Measures how effectively your staff is serving guests, calculated as covers per labor hour.

Staffing Efficiency = Total Guests Served ÷ Total Labor Hours

Higher numbers indicate more efficient staffing. Industry benchmarks vary by service style:

  • Fine dining: 1.5-2.5 covers/labor hour
  • Casual dining: 2.5-3.5 covers/labor hour
  • Quick service: 4.0+ covers/labor hour

Prime Cost

The sum of food/beverage costs and labor costs as a percentage of total sales.
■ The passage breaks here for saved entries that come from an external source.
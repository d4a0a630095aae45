//! SQL generation per database dialect.

use std::{fmt, str::FromStr};

use serde::{Deserialize, Serialize};

use crate::{CacheSchema, SqlError};

/// Database dialects the SQL driver can talk to.
///
/// The dialect decides identifier quoting, parameter placeholders, the
/// binary column type and, most importantly, the upsert statement.
#[derive(Debug, Clone, Copy, PartialEq, Eq, Hash, Serialize, Deserialize)]
#[serde(rename_all = "lowercase")]
pub enum Dialect {
    Sqlite,
    #[serde(alias = "mariadb")]
    Mysql,
    #[serde(alias = "pgsql", alias = "postgresql")]
    Postgres,
}

impl Dialect {
    /// Resolves a driver name such as `sqlite`, `mysql` or `pgsql`.
    pub fn from_name(name: &str) -> Result<Self, SqlError> {
        match name.to_ascii_lowercase().as_str() {
            "sqlite" | "sqlite3" => Ok(Dialect::Sqlite),
            "mysql" | "mariadb" => Ok(Dialect::Mysql),
            "pgsql" | "postgres" | "postgresql" => Ok(Dialect::Postgres),
            _ => Err(SqlError::UnknownDialect(name.to_owned())),
        }
    }

    pub fn name(&self) -> &'static str {
        match self {
            Dialect::Sqlite => "sqlite",
            Dialect::Mysql => "mysql",
            Dialect::Postgres => "pgsql",
        }
    }

    /// Quotes an identifier, doubling any embedded quote character.
    pub fn quote(&self, identifier: &str) -> String {
        let quote = match self {
            Dialect::Mysql => '`',
            Dialect::Sqlite | Dialect::Postgres => '"',
        };
        let mut quoted = String::with_capacity(identifier.len() + 2);
        quoted.push(quote);
        for c in identifier.chars() {
            if c == quote {
                quoted.push(quote);
            }
            quoted.push(c);
        }
        quoted.push(quote);
        quoted
    }

    /// Placeholder for the `index`-th (1-based) bound parameter.
    pub fn placeholder(&self, index: usize) -> String {
        match self {
            Dialect::Postgres => format!("${index}"),
            Dialect::Sqlite | Dialect::Mysql => "?".to_owned(),
        }
    }

    fn binary_type(&self) -> &'static str {
        match self {
            Dialect::Sqlite => "BLOB",
            Dialect::Mysql => "LONGBLOB",
            Dialect::Postgres => "BYTEA",
        }
    }

    pub fn create_table_sql(&self, schema: &CacheSchema) -> String {
        format!(
            "CREATE TABLE IF NOT EXISTS {table} ({key} VARCHAR(255) PRIMARY KEY, {value} {binary} NOT NULL, {expiry} BIGINT NULL, {created} VARCHAR(64) NOT NULL)",
            table = self.quote(&schema.table),
            key = self.quote(&schema.key_column),
            value = self.quote(&schema.value_column),
            binary = self.binary_type(),
            expiry = self.quote(&schema.expiry_column),
            created = self.quote(&schema.created_column),
        )
    }

    /// Insert-or-replace statement binding key, value, expiry and creation
    /// time, in that order.
    pub fn upsert_sql(&self, schema: &CacheSchema) -> String {
        let key = self.quote(&schema.key_column);
        let value = self.quote(&schema.value_column);
        let expiry = self.quote(&schema.expiry_column);
        let created = self.quote(&schema.created_column);
        let insert = format!(
            "INSERT INTO {table} ({key}, {value}, {expiry}, {created}) VALUES ({p1}, {p2}, {p3}, {p4})",
            table = self.quote(&schema.table),
            p1 = self.placeholder(1),
            p2 = self.placeholder(2),
            p3 = self.placeholder(3),
            p4 = self.placeholder(4),
        );
        match self {
            Dialect::Sqlite | Dialect::Postgres => format!(
                "{insert} ON CONFLICT ({key}) DO UPDATE SET {value} = excluded.{value}, {expiry} = excluded.{expiry}, {created} = excluded.{created}"
            ),
            Dialect::Mysql => format!(
                "{insert} ON DUPLICATE KEY UPDATE {value} = VALUES({value}), {expiry} = VALUES({expiry}), {created} = VALUES({created})"
            ),
        }
    }

    /// Reads value and expiry for one key.
    pub fn select_sql(&self, schema: &CacheSchema) -> String {
        format!(
            "SELECT {value}, {expiry} FROM {table} WHERE {key} = {p1}",
            value = self.quote(&schema.value_column),
            expiry = self.quote(&schema.expiry_column),
            table = self.quote(&schema.table),
            key = self.quote(&schema.key_column),
            p1 = self.placeholder(1),
        )
    }

    pub fn delete_sql(&self, schema: &CacheSchema) -> String {
        format!(
            "DELETE FROM {table} WHERE {key} = {p1}",
            table = self.quote(&schema.table),
            key = self.quote(&schema.key_column),
            p1 = self.placeholder(1),
        )
    }

    pub fn clear_sql(&self, schema: &CacheSchema) -> String {
        format!("DELETE FROM {}", self.quote(&schema.table))
    }
}

impl FromStr for Dialect {
    type Err = SqlError;

    fn from_str(s: &str) -> Result<Self, Self::Err> {
        Dialect::from_name(s)
    }
}

impl fmt::Display for Dialect {
    fn fmt(&self, f: &mut fmt::Formatter<'_>) -> fmt::Result {
        f.write_str(self.name())
    }
}
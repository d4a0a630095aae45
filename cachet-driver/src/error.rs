//! Error types for driver operations.

use cachet_core::DriverLabel;
use thiserror::Error;

use crate::format::FormatError;

/// Error type for driver operations.
///
/// This enum categorizes errors that can occur while talking to a storage
/// backend into groups the layers above handle differently: backend failures
/// are reported as an unsuccessful write, everything else is surfaced.
#[derive(Debug, Error)]
pub enum DriverError {
    /// Internal backend error, state or computation error.
    ///
    /// Any error not related to network interaction.
    #[error(transparent)]
    InternalError(Box<dyn std::error::Error + Send + Sync>),

    /// Network interaction error.
    ///
    /// Errors occurring during communication with remote backends (e.g., Redis).
    #[error(transparent)]
    ConnectionError(Box<dyn std::error::Error + Send + Sync>),

    /// Serialization or deserialization error.
    #[error(transparent)]
    FormatError(#[from] FormatError),

    /// The key exceeds the backend's key-length ceiling.
    #[error("key of {len} bytes exceeds the {max}-byte limit of the {driver} driver")]
    KeyTooLong {
        /// Driver that rejected the key.
        driver: DriverLabel,
        /// Length of the rejected key in bytes.
        len: usize,
        /// Maximum accepted length in bytes.
        max: usize,
    },

    /// The backend can't be used in this environment.
    #[error("cache driver '{0}' is not supported in this environment")]
    Unsupported(DriverLabel),

    /// A chain driver was built without tiers.
    #[error("chain driver requires at least one tier")]
    EmptyChain,
}

impl DriverError {
    /// Wraps any error as an internal backend failure.
    pub fn internal<E>(error: E) -> Self
    where
        E: std::error::Error + Send + Sync + 'static,
    {
        Self::InternalError(Box::new(error))
    }

    /// Wraps any error as a connection failure.
    pub fn connection<E>(error: E) -> Self
    where
        E: std::error::Error + Send + Sync + 'static,
    {
        Self::ConnectionError(Box::new(error))
    }

    /// Whether the error came from the storage backend itself (I/O, network,
    /// server-side rejection) rather than from the caller's input.
    pub fn is_backend_failure(&self) -> bool {
        matches!(
            self,
            DriverError::InternalError(_) | DriverError::ConnectionError(_)
        )
    }
}

/// Rejects keys longer than `max` bytes.
pub fn ensure_key_length(driver: &DriverLabel, key: &str, max: usize) -> Result<(), DriverError> {
    if key.len() > max {
        return Err(DriverError::KeyTooLong {
            driver: driver.clone(),
            len: key.len(),
            max,
        });
    }
    Ok(())
}
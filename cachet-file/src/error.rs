use bincode::error::{DecodeError, EncodeError};
use cachet_driver::{DriverError, DriverLabel};
use thiserror::Error;

/// Errors that can occur when using [`FileDriver`](crate::FileDriver).
#[derive(Debug, Error)]
pub enum FileError {
    /// An I/O error occurred while accessing the cache directory.
    #[error("IO error: {0}")]
    Io(#[from] std::io::Error),

    /// Failed to serialize a cache entry.
    #[error("Serialization error: {0}")]
    Serialization(#[from] EncodeError),

    /// Failed to deserialize a cache entry.
    #[error("Deserialization error: {0}")]
    Deserialization(#[from] DecodeError),

    /// The configured path exists but is not a directory.
    #[error("Cache path is not a directory: {0}")]
    NotADirectory(String),

    /// The platform can't replace files atomically.
    #[error("File cache driver is not supported on this platform")]
    Unsupported,
}

impl From<FileError> for DriverError {
    fn from(error: FileError) -> Self {
        match error {
            FileError::Unsupported => DriverError::Unsupported(DriverLabel::new_static("file")),
            error => DriverError::internal(error),
        }
    }
}
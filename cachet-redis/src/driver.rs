//! Redis driver implementation.

use std::sync::Arc;

use async_trait::async_trait;
use bytes::Bytes;
use cachet_driver::{
    Driver, DriverLabel, DriverResult, Lookup, Raw, ensure_key_length,
};
use indexmap::IndexMap;
use redis::{Client, aio::ConnectionManager};
use tokio::sync::OnceCell;
use tracing::trace;

use crate::error::Error;

/// Longest key accepted by this driver, in bytes.
pub const MAX_KEY_LENGTH: usize = 250;

/// Redis cache driver based on redis-rs crate.
///
/// This struct provides Redis as a storage [`Driver`] for cachet.
/// It uses a [`ConnectionManager`] for asynchronous network interaction.
///
/// Entries with a TTL are written with `SET .. EX`; batch writes use `MSET`
/// followed by one `EXPIRE` per key inside a `MULTI` block. Redis counts TTL
/// in whole seconds, so a zero TTL is rounded up to one second.
///
/// `clear` runs `FLUSHDB` and wipes the whole logical database.
///
/// [`ConnectionManager`]: redis::aio::ConnectionManager
#[derive(Clone)]
pub struct RedisDriver {
    client: Option<Client>,
    connection: Arc<OnceCell<ConnectionManager>>,
    label: DriverLabel,
}

impl RedisDriver {
    /// Creates new RedisDriver builder with default settings.
    #[must_use]
    pub fn builder() -> RedisDriverBuilder {
        RedisDriverBuilder::default()
    }

    /// Wraps an already established connection.
    pub fn from_connection(connection: ConnectionManager) -> Self {
        Self {
            client: None,
            connection: Arc::new(OnceCell::new_with(Some(connection))),
            label: DriverLabel::new_static("redis"),
        }
    }

    /// Sets a custom label for logs and chain tier paths.
    pub fn with_label(mut self, label: impl Into<DriverLabel>) -> Self {
        self.label = label.into();
        self
    }

    /// Create lazy connection to redis via [`ConnectionManager`]
    pub async fn connection(&self) -> Result<ConnectionManager, Error> {
        trace!("Get connection manager");
        let manager = self
            .connection
            .get_or_try_init(|| async {
                trace!("Initialize new redis connection manager");
                let client = self.client.as_ref().ok_or(Error::MissingClient)?;
                client.get_connection_manager().await.map_err(Error::from)
            })
            .await?;
        Ok(manager.clone())
    }

    fn check_key(&self, key: &str) -> DriverResult<()> {
        ensure_key_length(&self.label, key, MAX_KEY_LENGTH)
    }
}

/// Redis only accepts positive expirations.
fn expire_seconds(ttl: u64) -> u64 {
    ttl.max(1)
}

/// Part of builder pattern implementation for RedisDriver.
pub struct RedisDriverBuilder {
    connection_info: String,
    label: DriverLabel,
}

impl Default for RedisDriverBuilder {
    fn default() -> Self {
        Self {
            connection_info: "redis://127.0.0.1/".to_owned(),
            label: DriverLabel::new_static("redis"),
        }
    }
}

impl RedisDriverBuilder {
    /// Set connection info (host, port, database, etc.) for RedisDriver.
    pub fn server(mut self, connection_info: impl Into<String>) -> Self {
        self.connection_info = connection_info.into();
        self
    }

    /// Set a custom label for this driver.
    pub fn label(mut self, label: impl Into<DriverLabel>) -> Self {
        self.label = label.into();
        self
    }

    /// Create new instance of Redis driver with passed settings.
    ///
    /// Only the URL is validated here, the connection opens on first use.
    pub fn build(self) -> Result<RedisDriver, Error> {
        Ok(RedisDriver {
            client: Some(Client::open(self.connection_info)?),
            connection: Arc::new(OnceCell::new()),
            label: self.label,
        })
    }
}

#[async_trait]
impl Driver for RedisDriver {
    async fn fetch(&self, key: &str) -> DriverResult<Lookup<Raw>> {
        self.check_key(key)?;
        let mut con = self.connection().await?;
        let value: Option<Vec<u8>> = redis::cmd("GET")
            .arg(key)
            .query_async(&mut con)
            .await
            .map_err(Error::from)?;
        Ok(match value {
            Some(value) => Lookup::Hit(Bytes::from(value)),
            None => Lookup::Miss,
        })
    }

    async fn set(&self, key: &str, value: Raw, ttl: Option<u64>) -> DriverResult<()> {
        self.check_key(key)?;
        let mut con = self.connection().await?;
        let mut cmd = redis::cmd("SET");
        cmd.arg(key).arg(value.as_ref());
        if let Some(ttl) = ttl {
            cmd.arg("EX").arg(expire_seconds(ttl));
        }
        cmd.query_async::<()>(&mut con)
            .await
            .map_err(Error::from)?;
        Ok(())
    }

    async fn delete(&self, key: &str) -> DriverResult<()> {
        self.check_key(key)?;
        let mut con = self.connection().await?;
        redis::cmd("DEL")
            .arg(key)
            .query_async::<i64>(&mut con)
            .await
            .map_err(Error::from)?;
        Ok(())
    }

    async fn clear(&self) -> DriverResult<()> {
        let mut con = self.connection().await?;
        redis::cmd("FLUSHDB")
            .query_async::<()>(&mut con)
            .await
            .map_err(Error::from)?;
        Ok(())
    }

    async fn fetch_multiple(&self, keys: &[String]) -> DriverResult<IndexMap<String, Lookup<Raw>>> {
        if keys.is_empty() {
            return Ok(IndexMap::new());
        }
        for key in keys {
            self.check_key(key)?;
        }
        let mut con = self.connection().await?;
        let values: Vec<Option<Vec<u8>>> = redis::cmd("MGET")
            .arg(keys)
            .query_async(&mut con)
            .await
            .map_err(Error::from)?;
        Ok(keys
            .iter()
            .cloned()
            .zip(values)
            .map(|(key, value)| {
                let lookup = match value {
                    Some(value) => Lookup::Hit(Bytes::from(value)),
                    None => Lookup::Miss,
                };
                (key, lookup)
            })
            .collect())
    }

    async fn set_multiple(&self, entries: IndexMap<String, Raw>, ttl: Option<u64>) -> DriverResult<()> {
        if entries.is_empty() {
            return Ok(());
        }
        for key in entries.keys() {
            self.check_key(key)?;
        }
        let mut con = self.connection().await?;

        // Pipeline: MSET + one EXPIRE per key, applied atomically
        let mut pipe = redis::pipe();
        pipe.atomic();
        let mset = pipe.cmd("MSET");
        for (key, value) in &entries {
            mset.arg(key).arg(value.as_ref());
        }
        mset.ignore();
        if let Some(ttl) = ttl {
            for key in entries.keys() {
                pipe.cmd("EXPIRE")
                    .arg(key)
                    .arg(expire_seconds(ttl))
                    .ignore();
            }
        }
        pipe.query_async::<()>(&mut con)
            .await
            .map_err(Error::from)?;
        Ok(())
    }

    async fn delete_multiple(&self, keys: &[String]) -> DriverResult<()> {
        if keys.is_empty() {
            return Ok(());
        }
        for key in keys {
            self.check_key(key)?;
        }
        let mut con = self.connection().await?;
        redis::cmd("DEL")
            .arg(keys)
            .query_async::<i64>(&mut con)
            .await
            .map_err(Error::from)?;
        Ok(())
    }

    async fn has(&self, key: &str) -> DriverResult<bool> {
        self.check_key(key)?;
        let mut con = self.connection().await?;
        let exists: i64 = redis::cmd("EXISTS")
            .arg(key)
            .query_async(&mut con)
            .await
            .map_err(Error::from)?;
        Ok(exists > 0)
    }

    fn label(&self) -> DriverLabel {
        self.label.clone()
    }

    fn max_key_length(&self) -> Option<usize> {
        Some(MAX_KEY_LENGTH)
    }
}

#[cfg(test)]
mod tests {
    use super::*;

    #[test]
    fn zero_ttl_rounds_up_to_one_second() {
        assert_eq!(expire_seconds(0), 1);
        assert_eq!(expire_seconds(1), 1);
        assert_eq!(expire_seconds(3600), 3600);
    }

    #[test]
    fn build_validates_url_without_connecting() {
        assert!(RedisDriver::builder().server("redis://127.0.0.1:1/").build().is_ok());
        assert!(RedisDriver::builder().server("not a url").build().is_err());
    }

    #[tokio::test]
    async fn overlong_keys_fail_before_connecting() {
        let driver = RedisDriver::builder()
            .server("redis://127.0.0.1:1/")
            .build()
            .unwrap();
        let key = "k".repeat(MAX_KEY_LENGTH + 1);
        let err = driver.fetch(&key).await.unwrap_err();
        assert!(matches!(
            err,
            cachet_driver::DriverError::KeyTooLong { max: MAX_KEY_LENGTH, .. }
        ));
    }
}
Prime Cost = (Food Cost + Beverage Cost + Labor Cost) ÷ Total Revenue × 100

This is the most important metric for restaurant profitability. Ideal targets:

  • Full service: 60-65%
  • Quick service: 50-55%

How These Metrics Relate

These three metrics form the foundation of restaurant financial health:

  1. Monthly Projection predicts revenue potential
  2. Staffing Efficiency measures labor productivity
  3. Prime Cost combines food and labor costs to show overall profitability

Improving one metric often affects the others. For example, increasing staffing efficiency typically improves prime cost by reducing labor percentage.

Dashboard Charts

Sales Trend Chart

Visualizes weekly sales patterns to identify:

  • Seasonal trends
  • Growth patterns
  • Impact of marketing initiatives
  • Day-of-week patterns
Best Practice: Compare current year to previous year (YoY) to account for seasonality when analyzing trends.

Staff Allocation Chart

Shows the standard distribution of staff roles in your restaurant:

  • Helps visualize team structure
  • Identifies potential over/under staffing in certain positions
  • Provides baseline for scheduling
Note: Ideal allocation varies by service style, menu complexity, and restaurant layout.

Sales Forecasting Guide

Record Daily Sales

Purpose

Accurate daily sales recording is the foundation of all forecasting. This data helps:

  • Identify sales patterns
  • Measure impact of promotions
  • Track seasonality
  • Calculate key metrics like average check

Key Fields Explained

  • Date: Essential for trend analysis
  • Revenue: Total sales including tax
  • Guest Count: Used to calculate average check and staffing needs
  • Weather: External factor affecting sales
  • Special Notes: Record events, promotions, or unusual circumstances
Average Check = Total Revenue ÷ Guest Count

Best Practices for Data Collection

  1. Record data at the same time each day (e.g., after closing)
  2. Include all revenue streams (food, beverage, merchandise)
  3. Be consistent with weather descriptions
  4. Note special events that might affect future forecasts

Sales Averages

Types of Averages

Fixed Average: Calculated using all available data points

Fixed Average = Sum of All Values ÷ Number of Values

Rolling Average: Calculated using only the most recent data points

7-Day Rolling Average = Sum of Last 7 Days ÷ 7

When to Use Each

Fixed Averages are best for:

  • Long-term planning
  • Annual comparisons
  • Identifying overall trends

Rolling Averages are best for:

  • Short-term adjustments
  • Accounting for seasonality
  • Recent trend analysis

Connection to Other Tools

Sales averages feed directly into:

  1. Sales Forecasting: Provides the base average
  2. MTD Forecasting: Helps project month-end totals
  3. Staff Forecasting: Informs expected covers

Sales Variance Analysis

Purpose

Measures the difference between actual and forecasted sales to:

  • Evaluate forecasting accuracy
  • Identify unexpected performance changes
  • Adjust future forecasts
Variance = Actual Sales – Forecasted Sales
Variance % = (Variance ÷ Forecasted Sales) × 100

Interpreting Variance

  • ±5%: Normal fluctuation
  • ±5-10%: Investigate causes
  • ±10%+: Significant – requires action
Note: Positive variance (actual > forecast) isn’t always good – it may indicate understaffing or missed sales opportunities.

Variance Analysis Process

  1. Calculate variance daily
  2. Investigate significant variances immediately
  3. Document causes (weather, events, etc.)
  4. Adjust future forecasts based on findings

Day Factor Calculator

What is a Day Factor?

A multiplier that shows how a particular day’s sales compare to your average day.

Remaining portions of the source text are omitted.